Pip raised the axe and the old man stood behind him, almost like a kindly grandfather, showing him how to place his hands on the hickory handle.

‘Keep yer feet back, darn it, or th’ dawg’ll be pickin’ up yer toes.’

Within ten minutes Pip had the hang of it, and as he worked his way through the pile, Zachery sat smoking on the throne of an upturned bucket.

‘Hoo-aah! Now y’ got it, boy!’

The satisfaction of the leaping logs and the splicing blade was hard to beat. On top of that, in recent months Pip had discovered brand-new muscles and sinews in his back and shoulders which loved to work. Now he felt them stir and grow. He was taller and stronger, like the man his father had been.

Seeing that he knew what he was about, Zachery wandered away. His parting words – ‘Tha’s faine. Jes’ stack ’em there when yer done, boy . . .’ – felt as good as any heartfelt praise Pip had ever received.

As the sun rose above the wind turbine, the pile of neatly chopped logs grew and the boy gloried in the sensation of his labour.

Shonk! Ker-r-ack! Thwack!

Noticing that his shirt was growing damp, Pip stripped to the waist. There was no one about, and in any case, the feeling of the sunshine on his torso intensified the feeling of liberation.

The screen door of the farmhouse opened and Hannah stepped out; shyly, furtively.

In one hand she carried a mug of coffee and in the other a wooden plate. On the plate lay two slabs of homemade cornbread, smeared with creamy butter, and between those slices a rasher of bacon, still sizzling from the pan, and an egg, yellow and round as the sun itself.

In an ideal world Hannah would have sat beside him in the sunshine and shared that meal, and they would have talked – at least, Pip to her – and maybe her sweet toes might have inched towards his working man’s boots . . . but that was just a foolish daydream brought on by his loneliness, because in reality Pip had barely thanked her before she was gone.

But since the night he had saved her from the horseman and the time she held his hand while he was in trance, Pip was sure she no longer despised him. And now her absence was compensated for by the pleasure of that food. Indeed, Pip had never tasted anything so good as that simple birthday breakfast.

When he had drained the last sweet drop of coffee and wiped the faintest glaze of egg yolk from his plate, he completed the task that Zachery had given him and washed himself at the pump.

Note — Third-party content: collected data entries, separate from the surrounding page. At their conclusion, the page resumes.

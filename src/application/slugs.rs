//! Advisory slug minting on top of the repository's slug universe.
//!
//! Suggestions are not reservations: two callers may be handed the same slug,
//! and the repository's save-time conflict check decides which one wins.

use std::sync::Arc;

use tracing::warn;

use crate::application::repos::{ListOptions, PostRepository, RepoError};
use crate::domain::error::DomainError;
use crate::domain::slug::{Slug, generate_from_title};

const SOURCE: &str = "application::slugs";

#[derive(Clone)]
pub struct SlugService {
    repo: Arc<dyn PostRepository>,
}

impl SlugService {
    pub fn new(repo: Arc<dyn PostRepository>) -> Self {
        Self { repo }
    }

    /// Mint a slug for `title` that no stored post currently uses.
    pub fn generate_unique_slug(&self, title: &str) -> Slug {
        let existing = self.slug_universe(None);
        generate_from_title(title, &existing)
    }

    /// Like [`SlugService::generate_unique_slug`], additionally avoiding every
    /// slug in `reserved`.
    pub fn generate_unique_slug_avoiding(&self, title: &str, reserved: &[String]) -> Slug {
        let mut existing = self.slug_universe(None);
        existing.extend(reserved.iter().cloned());
        generate_from_title(title, &existing)
    }

    /// Like [`SlugService::generate_unique_slug`], but the slug currently held
    /// by `own_id` counts as free so a rename can keep it.
    pub fn generate_unique_slug_for(&self, title: &str, own_id: &str) -> Slug {
        let existing = self.slug_universe(Some(own_id));
        generate_from_title(title, &existing)
    }

    /// True when `slug` is bound to a post other than `exclude_id`.
    pub fn check_conflict(&self, slug: &str, exclude_id: Option<&str>) -> Result<bool, RepoError> {
        if !self.repo.exists(slug)? {
            return Ok(false);
        }

        let Some(exclude_id) = exclude_id.filter(|id| !id.is_empty()) else {
            return Ok(true);
        };

        match self.repo.find_by_slug(slug) {
            Ok(owner) => Ok(owner.id() != exclude_id),
            // The index claims the slug but the post is gone; treat as taken.
            Err(RepoError::NotFound) => Ok(true),
            Err(err) => Err(err),
        }
    }

    pub fn validate_slug(&self, slug: &str) -> Result<(), DomainError> {
        Slug::parse(slug).map(|_| ())
    }

    /// Every stored slug, minus the one owned by `exclude_id`. A failed
    /// listing degrades to an empty universe.
    fn slug_universe(&self, exclude_id: Option<&str>) -> Vec<String> {
        match self.repo.find_all(&ListOptions::unbounded()) {
            Ok(page) => page
                .items
                .into_iter()
                .filter(|post| Some(post.id()) != exclude_id)
                .map(|post| post.slug().to_string())
                .collect(),
            Err(err) => {
                warn!(
                    target = SOURCE,
                    op = "slug_universe",
                    result = "degraded",
                    error = %err,
                    "Could not list stored slugs; generating without a collision check"
                );
                Vec::new()
            }
        }
    }
}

Then he heard Jack calling as he walked across the track. ‘Pip, I’ve got a little something for you! It’s not much, but I couldn’t let a birthday pass without a gift . . .’

‘Jack! How did you know? I didn’t tell no one!’

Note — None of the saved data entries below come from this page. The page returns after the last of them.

//! URL-safe post identifiers and their deterministic derivation from titles.
//!
//! Titles are transliterated before slugification (`slug` crate), with Chinese
//! characters mapped through `pinyin` so inputs like “你好世界” become
//! `ni-hao-shi-jie`. Collision resolution is pure: callers pass the current
//! slug universe and receive the smallest free `base-n` suffix.

use std::collections::HashSet;
use std::fmt;

use pinyin::{Pinyin, ToPinyin};
use serde::{Deserialize, Serialize};
use slug::slugify;

use super::error::DomainError;

/// Base used when a title has no representable characters at all.
pub const FALLBACK_SLUG_BASE: &str = "post";

/// A validated slug matching `^[a-z0-9]+(-[a-z0-9]+)*$`.
#[derive(Debug, Clone, PartialEq, Eq, Hash, PartialOrd, Ord, Serialize, Deserialize)]
#[serde(try_from = "String", into = "String")]
pub struct Slug(String);

impl Slug {
    pub fn parse(raw: impl Into<String>) -> Result<Self, DomainError> {
        let raw = raw.into();
        if is_slug_shaped(&raw) {
            Ok(Self(raw))
        } else {
            Err(DomainError::InvalidSlug(raw))
        }
    }

    pub fn as_str(&self) -> &str {
        &self.0
    }

    pub fn into_inner(self) -> String {
        self.0
    }
}

impl fmt::Display for Slug {
    fn fmt(&self, f: &mut fmt::Formatter<'_>) -> fmt::Result {
        f.write_str(&self.0)
    }
}

impl AsRef<str> for Slug {
    fn as_ref(&self) -> &str {
        &self.0
    }
}

impl TryFrom<String> for Slug {
    type Error = DomainError;

    fn try_from(value: String) -> Result<Self, Self::Error> {
        Slug::parse(value)
    }
}

impl From<Slug> for String {
    fn from(value: Slug) -> Self {
        value.0
    }
}

/// Returns true when `value` is one or more `[a-z0-9]+` runs joined by single hyphens.
pub(crate) fn is_slug_shaped(value: &str) -> bool {
    !value.is_empty()
        && value.split('-').all(|segment| {
            !segment.is_empty()
                && segment
                    .bytes()
                    .all(|byte| byte.is_ascii_lowercase() || byte.is_ascii_digit())
        })
}

/// Derive the base slug for a title, falling back to [`FALLBACK_SLUG_BASE`].
pub fn derive_base(title: &str) -> String {
    let transliterated = transliterate_to_ascii(title);
    let candidate = slugify(&transliterated);

    if is_slug_shaped(&candidate) {
        candidate
    } else {
        FALLBACK_SLUG_BASE.to_string()
    }
}

/// Produce a slug for `title` that is absent from `existing`.
///
/// When the base is taken, suffixes `-2`, `-3`, … are probed and the smallest
/// free one wins, so gaps left by deleted posts are reused.
pub fn generate_from_title<S>(title: &str, existing: &[S]) -> Slug
where
    S: AsRef<str>,
{
    let base = derive_base(title);
    let taken: HashSet<&str> = existing.iter().map(AsRef::as_ref).collect();

    if !taken.contains(base.as_str()) {
        return Slug(base);
    }

    let mut suffix: u64 = 2;
    loop {
        let candidate = format!("{base}-{suffix}");
        if !taken.contains(candidate.as_str()) {
            return Slug(candidate);
        }
        suffix += 1;
    }
}

fn transliterate_to_ascii(input: &str) -> String {
    let mut output = String::with_capacity(input.len());

    for ch in input.chars() {
        if ch.is_ascii() {
            output.push(ch);
            continue;
        }

        match ch.to_pinyin() {
            Some(py) => append_pinyin(&mut output, py),
            None if ch.is_whitespace() => output.push(' '),
            // slugify transliterates or drops whatever is left.
            None => output.push(ch),
        }
    }

    output
}

fn append_pinyin(buffer: &mut String, pinyin: Pinyin) {
    if !buffer.is_empty() && !buffer.ends_with(' ') {
        buffer.push(' ');
    }
    buffer.push_str(pinyin.plain());
    buffer.push(' ');
}

#[cfg(test)]
mod tests {
    use super::*;

    const NONE: [&str; 0] = [];

    #[test]
    fn parse_accepts_canonical_slugs() {
        for raw in ["hello-world", "hello-world-123", "hello", "a1-b2"] {
            assert_eq!(Slug::parse(raw).expect("valid").as_str(), raw);
        }
    }

    #[test]
    fn parse_rejects_malformed_slugs() {
        for raw in [
            "",
            "hello@world",
            "hello world",
            "Hello-World",
            "hello_world",
            "-hello",
            "hello-",
            "hello--world",
            "你好世界",
        ] {
            assert!(
                matches!(Slug::parse(raw), Err(DomainError::InvalidSlug(_))),
                "`{raw}` should be rejected"
            );
        }
    }

    #[test]
    fn derives_simple_title() {
        assert_eq!(generate_from_title("Hello World", &NONE).as_str(), "hello-world");
    }

    #[test]
    fn strips_punctuation() {
        assert_eq!(
            generate_from_title("Hello, World! (2024)", &NONE).as_str(),
            "hello-world-2024"
        );
    }

    #[test]
    fn transliterates_chinese() {
        assert_eq!(generate_from_title("你好世界", &NONE).as_str(), "ni-hao-shi-jie");
        assert_eq!(derive_base("Rust 基础教程"), "rust-ji-chu-jiao-cheng");
    }

    #[test]
    fn falls_back_when_title_has_no_slug_characters() {
        assert_eq!(generate_from_title("!!! ???", &NONE).as_str(), FALLBACK_SLUG_BASE);
        assert_eq!(generate_from_title("***", &["post"]).as_str(), "post-2");
    }

    #[test]
    fn unrelated_slugs_do_not_conflict() {
        assert_eq!(
            generate_from_title("Hello World", &["other-slug"]).as_str(),
            "hello-world"
        );
    }

    #[test]
    fn appends_counter_on_conflict() {
        assert_eq!(
            generate_from_title("Hello World", &["hello-world"]).as_str(),
            "hello-world-2"
        );
        assert_eq!(
            generate_from_title("Hello World", &["hello-world", "hello-world-2"]).as_str(),
            "hello-world-3"
        );
    }

    #[test]
    fn fills_gaps_before_extending() {
        let existing = ["hello-world", "hello-world-2", "hello-world-4"];
        assert_eq!(
            generate_from_title("Hello World", &existing).as_str(),
            "hello-world-3"
        );
    }

    #[test]
    fn serde_round_trips_through_string() {
        let slug = Slug::parse("hello-world").expect("valid");
        let json = serde_json::to_string(&slug).expect("serialize");
        assert_eq!(json, "\"hello-world\"");
        assert!(serde_json::from_str::<Slug>("\"Bad Slug\"").is_err());
    }
}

‘I’m a hypnotist, Pip – I know everything!’

‘Really, Jack . . .’

‘You wrote your date of birth on your exercise book. Now, here you are – I hope it’s something you’ll like.’

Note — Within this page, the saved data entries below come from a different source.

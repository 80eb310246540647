//! Storage backends and runtime bootstrap.

pub mod error;
pub mod fs;
mod lock;
pub mod memory;
pub mod metrics;
mod table;
pub mod telemetry;
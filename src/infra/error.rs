use thiserror::Error;

#[derive(Debug, Error)]
pub enum InfraError {
    #[error("telemetry initialization failed: {0}")]
    Telemetry(String),
}

impl InfraError {
    pub fn telemetry(message: impl Into<String>) -> Self {
        Self::Telemetry(message.into())
    }
}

And Jack presented him with a cardboard box. When Pip lifted the lid, he found a layer of tissue paper, and when he unwrapped the tissue paper . . . there they were! A squeaky pair of white sneakers.

Pip was overwhelmed with gratitude. But that was only the beginning of that wonderful day. When he presented himself at Lilybelle’s bedside, he found her painting happily; the curtain was open, the window was wide, and Lilybelle seemed brighter and calmer than ever before.

‘Oh mah, Pip! Where in th’ world you get them fancy shoes? It’s laike you bounced in here!’

And when Pip confessed that it was his birthday and the shoes were a gift from his tutor, Lilybelle was mortified that she didn’t have a present for him too.

‘But thar’s one thang ah can give you, Pip, an’ tha’s a day free from chores. You get in th’ kitchen an’ pack yerself a picnic . . . Ah don’ wanna set ahs on ye till you’ve had a day in the sunshaine! Take Amigo too, and Hannah if she’s mainded.’

‘Thank you, Lilybelle, I would like that very much. But you know I ain’t going no place till I’ve read to you . . . Now where did we get to?’

‘You are a precious boy,’ said Lilybelle. ‘Come an’ sit by ma saide.’

So Pip snuggled against her and opened his book, but just as he was about to begin, the door opened softly, and there was Hannah with Lilybelle’s morning snack. She set down the tray and was about to leave when Lilybelle said, ‘Hannah, ’less ah’m mistaken, Pip would enjoy your comp’ny on his birthday too! Ain’t that raight? You come an’ hear th’ tale – boy reads laike he was born wi’ a book in his hands. It’s maighty sweet on th’ ear.’

Although Pip squirmed with embarrassment, he was overjoyed when Hannah settled attentively by his side. Then, to his surprise, she pulled out one of her dreamcatchers, and her agile fingers began weaving the web as she listened to the story.

Pip’s weeks of practice had paid off because now his reading was clear and confident; and strangely, the antiquated language of Great Expectations seemed to mirror the situation in the pink bedroom and express the words that he could never say . . .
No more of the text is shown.